Se molti brand hanno preferito sviluppare una strategia low-profile, concentrata su una comunicazione più basica e orientata alla futura ripresa (#celafaremo), altre, riprendendo quell’ideogramma (cinese) tanto citato nel passato 2008 che affermava che “crisi è opportunità”, hanno strutturato campagne comunicative in grado di essere reattive e di rispondere velocemente a un “enorme e disarmante” stimolo esterno come il Covid-19.

Ed ecco che torna quel pensiero che rimane latente e che aspetta il momento giusto (o sbagliato) per uscire: il Realtime Marketing, o meglio, come afferma l’economista statunitense David Meerman Scott, la capacità di un’azienda di fare marketing minuto per minuto, legandosi così al buzz creato da un evento o un trending topic e far parlare di sé, o meglio della marca.

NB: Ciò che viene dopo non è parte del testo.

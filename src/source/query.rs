use crate::schema::{category_case_sql, TableIdentifier};

/// SQL flavour used to render the discovery statement
#[derive(Debug, Clone, Copy, PartialEq, Eq)]
pub enum QueryDialect {
    /// Warehouse-style `<catalog>.<dataset>.INFORMATION_SCHEMA.COLUMNS` view
    InformationSchema,
    /// SQLite `pragma_table_info`; the dataset is the attached schema name
    Sqlite,
}

/// Quote a value for use inside a single-quoted SQL string literal
fn literal(value: &str) -> String {
    format!("'{}'", value.replace('\'', "''"))
}

/// Render the column discovery statement for `table` in `dialect`.
///
/// Every dialect returns the same five columns: `column_name`, `data_type`,
/// `is_nullable` (`YES`/`NO`), `column_default` and `column_category`,
/// ordered by ordinal position.
pub fn discovery_query(dialect: QueryDialect, table: &TableIdentifier) -> String {
    match dialect {
        QueryDialect::InformationSchema => format!(
            "SELECT\n\
             column_name,\n\
             data_type,\n\
             is_nullable,\n\
             column_default,\n\
             {} AS column_category\n\
             FROM `{}.{}.INFORMATION_SCHEMA.COLUMNS`\n\
             WHERE table_name = {}\n\
             ORDER BY ordinal_position",
            category_case_sql("column_name"),
            table.catalog,
            table.dataset,
            literal(&table.table),
        ),
        QueryDialect::Sqlite => format!(
            "SELECT\n\
             name AS column_name,\n\
             type AS data_type,\n\
             CASE WHEN \"notnull\" = 0 THEN 'YES' ELSE 'NO' END AS is_nullable,\n\
             dflt_value AS column_default,\n\
             {} AS column_category\n\
             FROM pragma_table_info({}, {})\n\
             ORDER BY cid",
            category_case_sql("name"),
            literal(&table.table),
            literal(&table.dataset),
        ),
    }
}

Abbiamo, quindi, imprese come Tempo (www.tempo.net), Brembo (www.brembo.com) o WeRoad (www.weroad.it) (in ben due casi, prima con una campagna e poi per rispondere alle critiche di quest’ultima) che sono riuscite a comunicare e comunicarsi in questo momento così difficile.

Il filo conduttore: l’ironia, non scontata e non banale, capace di strappare un sorriso ai consumatori, ma senza l’impressione di uno sciacallaggio comunicativo.

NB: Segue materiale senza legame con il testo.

use super::types::ColumnCategory;

/// Lexical rule: a column whose lower-cased name contains any of
/// `patterns` belongs to `category`
#[derive(Debug, Clone)]
pub struct CategoryRule {
    pub patterns: &'static [&'static str],
    pub category: ColumnCategory,
}

impl CategoryRule {
    pub const fn new(patterns: &'static [&'static str], category: ColumnCategory) -> Self {
        Self { patterns, category }
    }

    pub fn matches(&self, lowered: &str) -> bool {
        self.patterns.iter().any(|p| lowered.contains(p))
    }
}

/// Classification rules in priority order. First match wins, anything
/// unmatched is `Other`.
pub const CATEGORY_RULES: &[CategoryRule] = &[
    CategoryRule::new(&["id", "key"], ColumnCategory::Id),
    CategoryRule::new(&["name", "title"], ColumnCategory::Name),
    CategoryRule::new(&["email", "mail"], ColumnCategory::Email),
    CategoryRule::new(&["date", "time"], ColumnCategory::Date),
    CategoryRule::new(&["amount", "balance", "salary"], ColumnCategory::Numeric),
    CategoryRule::new(&["address", "location"], ColumnCategory::Address),
    CategoryRule::new(&["phone", "mobile"], ColumnCategory::Phone),
];

impl ColumnCategory {
    /// Classify a column name with [`CATEGORY_RULES`].
    ///
    /// Only ASCII letters are folded, matching SQL `LOWER`.
    pub fn classify(column_name: &str) -> Self {
        let lowered = column_name.to_ascii_lowercase();
        CATEGORY_RULES
            .iter()
            .find(|rule| rule.matches(&lowered))
            .map(|rule| rule.category)
            .unwrap_or(ColumnCategory::Other)
    }
}

/// Render [`CATEGORY_RULES`] as a SQL `CASE` expression over `column_expr`,
/// so a metadata query classifies columns exactly like [`ColumnCategory::classify`]
pub fn category_case_sql(column_expr: &str) -> String {
    let mut sql = String::from("CASE\n");

    for rule in CATEGORY_RULES {
        let conditions: Vec<String> = rule
            .patterns
            .iter()
            .map(|p| format!("LOWER({}) LIKE '%{}%'", column_expr, p))
            .collect();
        sql.push_str(&format!(
            "    WHEN {} THEN '{}'\n",
            conditions.join(" OR "),
            rule.category
        ));
    }

    sql.push_str(&format!("    ELSE '{}'\nEND", ColumnCategory::Other));
    sql
}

Tutte le aziende, quindi, avrebbero dovuto strutturare campagne di questo genere? Assolutamente no, per questi tre diversi ordini di motivi (sfatando così anche alcuni miti!):

1) Ci vuole una strategia: non facciamoci prendere dal fatto che il realtime marketing, per essere efficace, debba essere “impulsivo”-  cavalcare l’onda per intenderci – e pertanto debba essere veloce. Attività di questo tipo hanno bisogno di una strategia chiara e integrata nell’immagine globale della marca.  Le insidie sono dietro l’angolo e i casi negativi ad oggi sono forse superiori a quelli positivi, anche in questa situazione e in questo preciso contesto.

2) Il realtime marketing deve seguire le regolamentazioni in materia di comunicazione e non utilizzare o ledere in alcun modo titoli di proprietà intellettuali altrui.

3) Rimanere nel proprio “spazio”: non si può non comunicare cita il primo assioma di Watzlawick, questo non vale per le aziende. Infatti, voler dire per forza qualcosa non è mai una scelta efficace. Le aziende devono riferirsi al proprio target che non è sicuramente facile da raggiunge in uno spazio che non è quello dell’azienda.

Per ritornare alla situazione attuale, ne usciremo, non sappiamo quando, ma ne usciremo. C’è chi dice che ritorneremo più forti di prima e chi che questo prima sarà molto diverso dal dopo. Certo è che i consumatori si ricorderanno sia delle comunicazioni “Sono dei geni” (togliendo qualsivoglia francesismo), sia dei famosi buchi nell’acqua!